Thumb-sucking is a natural reflex, as is finger and pacifier sucking. It may make your child feel happy and/or provide a sense of security. A sucking habit can, however, produce harmful changes in jaw development. How intensely a child sucks will greatly impact whether dental problems result in the future. By stopping the habit now, some self-correction may be possible. If the habit continues, however, additional changes in jaw relationship, teeth and facial appearance may occur. These changes may require some type of orthodontic treatment in the future.
A few suggestions to help your child get through the sucking habit:
Positive Reinforcement - Instead of scolding your child when he/she sucks his/her thumb, praise them when they don’t. Positive reinforcement can be very effective - studies show this technique has the highest rate of success.
Books – There are two books that you can get from the local library - David Decides About Thumbsucking, by Susan Heiter, Ph.D. and Harold’s Hideaway Thumb, by Harriet Sonnenschein – that are very educational and which provide useful techniques aimed at ending thumb sucking.
New Rules – You can make a rule that your child can only suck their thumb/fingers/pacifier while in your home or in their bedroom. If you child can do it anywhere at anytime, there may not be much of a reason to stop.

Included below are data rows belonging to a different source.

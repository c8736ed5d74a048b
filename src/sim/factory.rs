//! Entity factories: fully-formed player/enemy/bullet archetypes.
//!
//! Factories are the only place entities are assembled, so the archetype
//! invariants (a bullet always carries Damage, an enemy always carries
//! Health, at most one player) hold by construction. Only the world's
//! capacity limit can make them fail.

use crate::consts::*;
use crate::hsl_to_rgb;

use super::components::{
    ComponentSet, Damage, Health, Lifetime, Position, Render, Rotation, Seeker, Size, Velocity,
};
use super::entity::{Entity, WorldError};
use super::world::World;

/// Spawn the player at `(x, y)` and register it as the world's player.
///
/// The health snapshot in the global state is mirrored immediately.
pub fn create_player(world: &mut World, x: f32, y: f32) -> Result<Entity, WorldError> {
    let e = world.create_entity()?;
    world.attach(e, Position::new(x, y));
    world.attach(e, Velocity::new(0.0, 0.0));
    world.attach(e, Size::square(PLAYER_SIZE));
    world.attach(e, Health::full(PLAYER_MAX_HEALTH));
    world.attach(e, Render::opaque(0, 255, 255));
    world.attach(e, Rotation::default());
    world.tag(e, ComponentSet::PLAYER);
    world.set_player(e);
    world.sync_player_state();
    Ok(e)
}

/// Spawn an enemy at `(x, y)` drifting toward negative x.
///
/// Color comes from the world's rotating hue, fully saturated at 50%
/// lightness. When `homing` is set a [`Seeker`] is attached and the AI
/// system re-aims the velocity every tick.
pub fn create_enemy(
    world: &mut World,
    x: f32,
    y: f32,
    speed: f32,
    homing: bool,
) -> Result<Entity, WorldError> {
    let e = world.create_entity()?;
    world.attach(e, Position::new(x, y));
    world.attach(e, Velocity::new(-speed, 0.0));
    world.attach(e, Size::square(ENEMY_SIZE));
    world.attach(e, Health::full(ENEMY_MAX_HEALTH));
    let [r, g, b] = hsl_to_rgb(world.next_enemy_hue(), 1.0, 0.5);
    world.attach(e, Render::opaque(r, g, b));
    world.tag(e, ComponentSet::ENEMY);
    if homing {
        world.attach(e, Seeker { speed });
    }
    Ok(e)
}

/// Spawn a bullet at `(x, y)` with the given velocity and damage.
///
/// Bullets are lifetime-limited and consumed on their first hit.
pub fn create_bullet(
    world: &mut World,
    x: f32,
    y: f32,
    vx: f32,
    vy: f32,
    damage: f32,
) -> Result<Entity, WorldError> {
    let e = world.create_entity()?;
    world.attach(e, Position::new(x, y));
    world.attach(e, Velocity::new(vx, vy));
    world.attach(e, Size::square(BULLET_SIZE));
    world.attach(e, Render::opaque(255, 220, 120));
    world.attach(e, Lifetime {
        time_left: BULLET_LIFETIME,
    });
    world.attach(e, Damage { amount: damage });
    world.tag(e, ComponentSet::BULLET);
    Ok(e)
}

#[cfg(test)]
mod tests {
    use super::*;

    #[test]
    fn test_player_archetype_and_registration() {
        let mut world = World::new();
        let player = create_player(&mut world, 100.0, 200.0).unwrap();

        assert_eq!(world.player(), Some(player));
        let mask = world.mask(player);
        for flag in [
            ComponentSet::POSITION,
            ComponentSet::VELOCITY,
            ComponentSet::SIZE,
            ComponentSet::HEALTH,
            ComponentSet::RENDER,
            ComponentSet::ROTATION,
            ComponentSet::PLAYER,
        ] {
            assert!(mask.contains(flag));
        }
        let health = world.get::<Health>(player).unwrap();
        assert_eq!((health.current, health.max), (100.0, 100.0));
        assert_eq!(world.state().player_health, 100.0);
        assert_eq!(world.get::<Render>(player).unwrap().rgb(), [0, 255, 255]);
    }

    #[test]
    fn test_enemy_archetype_with_optional_seeker() {
        let mut world = World::new();
        let drifter = create_enemy(&mut world, 10.0, 20.0, 50.0, false).unwrap();
        let seeker = create_enemy(&mut world, 30.0, 40.0, 60.0, true).unwrap();

        assert!(world.mask(drifter).contains(ComponentSet::ENEMY));
        assert!(!world.mask(drifter).contains(ComponentSet::SEEKER));
        assert_eq!(world.get::<Velocity>(drifter).unwrap().vx, -50.0);

        assert!(world.mask(seeker).contains(ComponentSet::SEEKER));
        assert_eq!(world.get::<Seeker>(seeker).unwrap().speed, 60.0);
    }

    #[test]
    fn test_enemy_hue_rotates() {
        let mut world = World::new();
        let a = create_enemy(&mut world, 0.0, 0.0, 40.0, false).unwrap();
        let b = create_enemy(&mut world, 0.0, 0.0, 40.0, false).unwrap();
        assert_ne!(
            world.get::<Render>(a).unwrap().rgb(),
            world.get::<Render>(b).unwrap().rgb()
        );
    }

    #[test]
    fn test_bullet_archetype_invariant() {
        let mut world = World::new();
        let bullet = create_bullet(&mut world, 5.0, 6.0, 400.0, 0.0, 5.0).unwrap();

        let mask = world.mask(bullet);
        for flag in [
            ComponentSet::POSITION,
            ComponentSet::VELOCITY,
            ComponentSet::SIZE,
            ComponentSet::RENDER,
            ComponentSet::LIFETIME,
            ComponentSet::DAMAGE,
            ComponentSet::BULLET,
        ] {
            assert!(mask.contains(flag));
        }
        assert_eq!(world.get::<Lifetime>(bullet).unwrap().time_left, 2.0);
        assert_eq!(world.get::<Damage>(bullet).unwrap().amount, 5.0);
    }
}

Bitter or Spicy – You can try the bad tasting stuff available at pharmacies. This does work with some children, but only about 10% of the time. Please use caution with this as children may rub their eyes with the irritants.
Restraint – Try a Band-Aid or sock on your child’s hand. If his/her fingers are not available, they can’t suck on them.
Appliance – We can make an appliance to help you child break the habit. The appliance is made by our orthodontic lab and is cemented to your child’s upper back teeth. It is relatively successful if your child wants to stop the habit. On the other hand, if your child does not want to stop the habit, don’t waste your money on this, as you child will find a way to suck around the appliance.